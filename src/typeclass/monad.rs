//! Monad type class - sequencing computations where each step depends on the
//! previous one.
//!
//! # Laws
//!
//! ## Left Identity Law
//!
//! ```text
//! Self::pure(a).flat_map(f) == f(a)
//! ```
//!
//! ## Right Identity Law
//!
//! ```text
//! m.flat_map(Self::pure) == m
//! ```
//!
//! ## Associativity Law
//!
//! ```text
//! m.flat_map(f).flat_map(g) == m.flat_map(|x| f(x).flat_map(g))
//! ```

use super::applicative::Applicative;
use crate::result::Expected;

/// A type class for applicatives that can sequence dependent computations.
///
/// # Examples
///
/// ```rust
/// use expected::Expected;
/// use expected::typeclass::Monad;
///
/// fn parse(text: &str) -> Expected<i32, String> {
///     text.parse::<i32>().map_err(|error| error.to_string()).into()
/// }
///
/// let total = parse("40").flat_map(|a| parse("2").flat_map(move |b| Expected::Success(a + b)));
/// assert_eq!(total, Expected::Success(42));
/// ```
pub trait Monad: Applicative {
    /// Applies a function to the value inside the monad and flattens the result.
    fn flat_map<B, F>(self, function: F) -> Self::WithType<B>
    where
        F: FnOnce(Self::Inner) -> Self::WithType<B>;

    /// Sequences two monadic computations, discarding the first result.
    ///
    /// If `self` is a failure, the failure propagates and `next` is dropped.
    ///
    /// # Examples
    ///
    /// ```rust
    /// use expected::Expected;
    /// use expected::typeclass::Monad;
    ///
    /// let first: Expected<i32, &str> = Expected::Success(5);
    /// assert_eq!(first.then(Expected::Success("next")), Expected::Success("next"));
    ///
    /// let first: Expected<i32, &str> = Expected::Failure("stop");
    /// assert_eq!(first.then(Expected::Success("next")), Expected::Failure("stop"));
    /// ```
    #[inline]
    fn then<B>(self, next: Self::WithType<B>) -> Self::WithType<B>
    where
        Self: Sized,
    {
        self.flat_map(|_| next)
    }
}

impl<T, E: Clone> Monad for Expected<T, E> {
    #[inline]
    fn flat_map<B, F>(self, function: F) -> Expected<B, E>
    where
        F: FnOnce(T) -> Expected<B, E>,
    {
        self.and_then(function)
    }
}

#[cfg(test)]
mod tests {
    use super::*;
    use rstest::rstest;

    fn half(value: i32) -> Expected<i32, String> {
        if value % 2 == 0 {
            Expected::Success(value / 2)
        } else {
            Expected::Failure(format!("{value} is odd"))
        }
    }

    fn decrement(value: i32) -> Expected<i32, String> {
        if value > 0 {
            Expected::Success(value - 1)
        } else {
            Expected::Failure("underflow".to_string())
        }
    }

    #[rstest]
    fn left_identity_law() {
        let value = 8;
        let left = <Expected<(), String>>::pure(value).flat_map(half);
        assert_eq!(left, half(value));
    }

    #[rstest]
    #[case(Expected::Success(3))]
    #[case(Expected::Failure("error".to_string()))]
    fn right_identity_law(#[case] monad: Expected<i32, String>) {
        let bound = monad.clone().flat_map(<Expected<(), String>>::pure);
        assert_eq!(bound, monad);
    }

    #[rstest]
    #[case(Expected::Success(8))]
    #[case(Expected::Success(6))]
    #[case(Expected::Success(0))]
    #[case(Expected::Failure("error".to_string()))]
    fn associativity_law(#[case] monad: Expected<i32, String>) {
        let left = monad.clone().flat_map(half).flat_map(decrement);
        let right = monad.flat_map(|x| half(x).flat_map(decrement));
        assert_eq!(left, right);
    }

    #[rstest]
    fn flat_map_short_circuits() {
        let monad: Expected<i32, String> = Expected::Failure("first".to_string());
        let result = monad.flat_map(|_| -> Expected<i32, String> {
            unreachable!("function must not run on a failure")
        });
        assert_eq!(result, Expected::Failure("first".to_string()));
    }
}
#![cfg(feature = "typeclass")]
//! Property-based tests for the algebraic laws of Expected.
//!
//! - **Functor**: identity and composition
//! - **Monad**: left identity, right identity and associativity
//! - **Bifunctor**: identity, composition and first/second consistency
//! - **MonadError**: throw short-circuits, catch recovers only failures
//! - **Combinators**: unwrap/map/and/or behave as the variant dictates

use expected::Expected;
use expected::construct::expect;
use expected::typeclass::{Applicative, Bifunctor, Foldable, Functor, Monad, MonadError};
use proptest::prelude::*;

fn expected_strategy() -> impl Strategy<Value = Expected<i32, String>> {
    prop_oneof![
        any::<i32>().prop_map(Expected::Success),
        any::<String>().prop_map(Expected::Failure),
    ]
}

fn checked_half(value: i32) -> Expected<i32, String> {
    if value % 2 == 0 {
        Expected::Success(value / 2)
    } else {
        Expected::Failure(format!("{value} is odd"))
    }
}

fn checked_negate(value: i32) -> Expected<i32, String> {
    value
        .checked_neg()
        .map_or_else(|| Expected::Failure("overflow".to_string()), Expected::Success)
}

proptest! {
    // =========================================================================
    // Functor Laws
    // =========================================================================

    #[test]
    fn prop_functor_identity_law(value in expected_strategy()) {
        prop_assert_eq!(value.clone().fmap(|x| x), value);
    }

    #[test]
    fn prop_functor_composition_law(value in expected_strategy()) {
        let function1 = |x: i32| x.wrapping_add(1);
        let function2 = |x: i32| x.wrapping_mul(2);

        let left = value.clone().fmap(function1).fmap(function2);
        let right = value.fmap(|x| function2(function1(x)));

        prop_assert_eq!(left, right);
    }

    // =========================================================================
    // Monad Laws
    // =========================================================================

    #[test]
    fn prop_monad_left_identity_law(value in any::<i32>()) {
        let left = Expected::<i32, String>::Success(value).and_then(checked_half);
        prop_assert_eq!(left, checked_half(value));
    }

    #[test]
    fn prop_monad_right_identity_law(value in expected_strategy()) {
        prop_assert_eq!(value.clone().and_then(Expected::Success), value.clone());
        prop_assert_eq!(value.clone().flat_map(<Expected<(), String>>::pure), value);
    }

    #[test]
    fn prop_monad_associativity_law(value in expected_strategy()) {
        let left = value.clone().and_then(checked_half).and_then(checked_negate);
        let right = value.and_then(|x| checked_half(x).and_then(checked_negate));
        prop_assert_eq!(left, right);
    }

    // =========================================================================
    // Bifunctor Laws
    // =========================================================================

    #[test]
    fn prop_bifunctor_identity_law(value in expected_strategy()) {
        prop_assert_eq!(value.clone().bimap(|e| e, |x| x), value);
    }

    #[test]
    fn prop_bifunctor_composition_law(value in expected_strategy()) {
        let first1 = |e: String| e.len();
        let first2 = |n: usize| n.wrapping_add(100);
        let second1 = |x: i32| x.wrapping_add(1);
        let second2 = |x: i32| x.wrapping_mul(2);

        let left = value.clone().bimap(|e| first2(first1(e)), |x| second2(second1(x)));
        let right = value.bimap(first1, second1).bimap(first2, second2);

        prop_assert_eq!(left, right);
    }

    #[test]
    fn prop_bifunctor_first_second_consistency(value in expected_strategy()) {
        let first = |e: String| e.len();
        let second = |x: i32| x.wrapping_mul(2);

        let by_bimap = value.clone().bimap(first, second);
        let by_first_second = value.clone().first(first).second(second);
        let by_second_first = value.second(second).first(first);

        prop_assert_eq!(by_bimap.clone(), by_first_second);
        prop_assert_eq!(by_bimap, by_second_first);
    }

    // =========================================================================
    // MonadError Laws
    // =========================================================================

    #[test]
    fn prop_throw_error_short_circuits(error in any::<String>()) {
        let thrown = <Expected<i32, String>>::throw_error::<i32>(error.clone());
        prop_assert_eq!(thrown.flat_map(checked_half), Expected::Failure(error));
    }

    #[test]
    fn prop_catch_error_matches_handler(error in any::<String>()) {
        let handler = |e: String| checked_half(i32::try_from(e.len()).unwrap_or(0));
        let thrown = <Expected<i32, String>>::throw_error::<i32>(error.clone());
        prop_assert_eq!(<Expected<i32, String>>::catch_error(thrown, handler), handler(error));
    }

    #[test]
    fn prop_catch_error_ignores_success(value in any::<i32>()) {
        let caught = <Expected<i32, String>>::catch_error(Expected::Success(value), |_| Expected::Success(0));
        prop_assert_eq!(caught, Expected::Success(value));
    }

    // =========================================================================
    // Combinator Properties
    // =========================================================================

    #[test]
    fn prop_success_predicates(value in any::<i32>()) {
        let success: Expected<i32, String> = Expected::Success(value);
        prop_assert!(success.is_success());
        prop_assert!(!success.is_failure());
    }

    #[test]
    fn prop_failure_predicates(error in any::<String>()) {
        let failure: Expected<i32, String> = Expected::Failure(error);
        prop_assert!(failure.is_failure());
        prop_assert!(!failure.is_success());
    }

    #[test]
    fn prop_unwrap_returns_success_value(value in any::<i32>()) {
        prop_assert_eq!(Expected::<i32, String>::Success(value).unwrap(), value);
    }

    #[test]
    fn prop_unwrap_or(value in any::<i32>(), error in any::<String>(), default in any::<i32>()) {
        prop_assert_eq!(Expected::<i32, String>::Success(value).unwrap_or(default), value);
        prop_assert_eq!(Expected::<i32, String>::Failure(error).unwrap_or(default), default);
    }

    #[test]
    fn prop_map_on_failure_keeps_error(error in any::<String>()) {
        let mapped = Expected::<i32, String>::Failure(error.clone()).map(|x| x.wrapping_add(1));
        prop_assert_eq!(mapped, Expected::Failure(error));
    }

    #[test]
    fn prop_expect_follows_presence(value in proptest::option::of(any::<i32>()), error in any::<String>()) {
        let result = expect(value, error.clone());
        match value {
            Some(present) => prop_assert_eq!(result, Expected::Success(present)),
            None => prop_assert_eq!(result, Expected::Failure(error)),
        }
    }

    #[test]
    fn prop_and_or_select_by_variant(value in expected_strategy(), other in any::<i32>()) {
        let anded = value.clone().and(Expected::<i32, String>::Success(other));
        let ored = value.clone().or(Expected::<i32, String>::Success(other));
        match value {
            Expected::Success(own) => {
                prop_assert_eq!(anded, Expected::Success(other));
                prop_assert_eq!(ored, Expected::Success(own));
            }
            Expected::Failure(error) => {
                prop_assert_eq!(anded, Expected::Failure(error));
                prop_assert_eq!(ored, Expected::Success(other));
            }
        }
    }

    #[test]
    fn prop_map2_agrees_with_and_then(first in expected_strategy(), second in expected_strategy()) {
        let by_map2 = first.clone().map2(second.clone(), i32::wrapping_add);
        let by_bind = first.and_then(|a| second.map(|b| a.wrapping_add(b)));
        prop_assert_eq!(by_map2, by_bind);
    }

    #[test]
    fn prop_to_list_matches_success_value(value in expected_strategy()) {
        prop_assert_eq!(value.clone().to_list(), value.success_value().into_iter().collect::<Vec<_>>());
    }
}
========================
» Exercise brief
Print again the lines of the entries above that fall between the line holding "Right Identity Law" and the line holding "pub trait Monad: Applicative", inclusive, exactly as they stand.

» Final answer
//! ## Right Identity Law
//!
//! ```text
//! m.flat_map(Self::pure) == m
//! ```
//!
//! ## Associativity Law
//!
//! ```text
//! m.flat_map(f).flat_map(g) == m.flat_map(|x| f(x).flat_map(g))
//! ```

use super::applicative::Applicative;
use crate::result::Expected;

/// A type class for applicatives that can sequence dependent computations.
///
/// # Examples
///
/// ```rust
/// use expected::Expected;
/// use expected::typeclass::Monad;
///
/// fn parse(text: &str) -> Expected<i32, String> {
///     text.parse::<i32>().map_err(|error| error.to_string()).into()
/// }
///
/// let total = parse("40").flat_map(|a| parse("2").flat_map(move |b| Expected::Success(a + b)));
/// assert_eq!(total, Expected::Success(42));
/// ```
pub trait Monad: Applicative {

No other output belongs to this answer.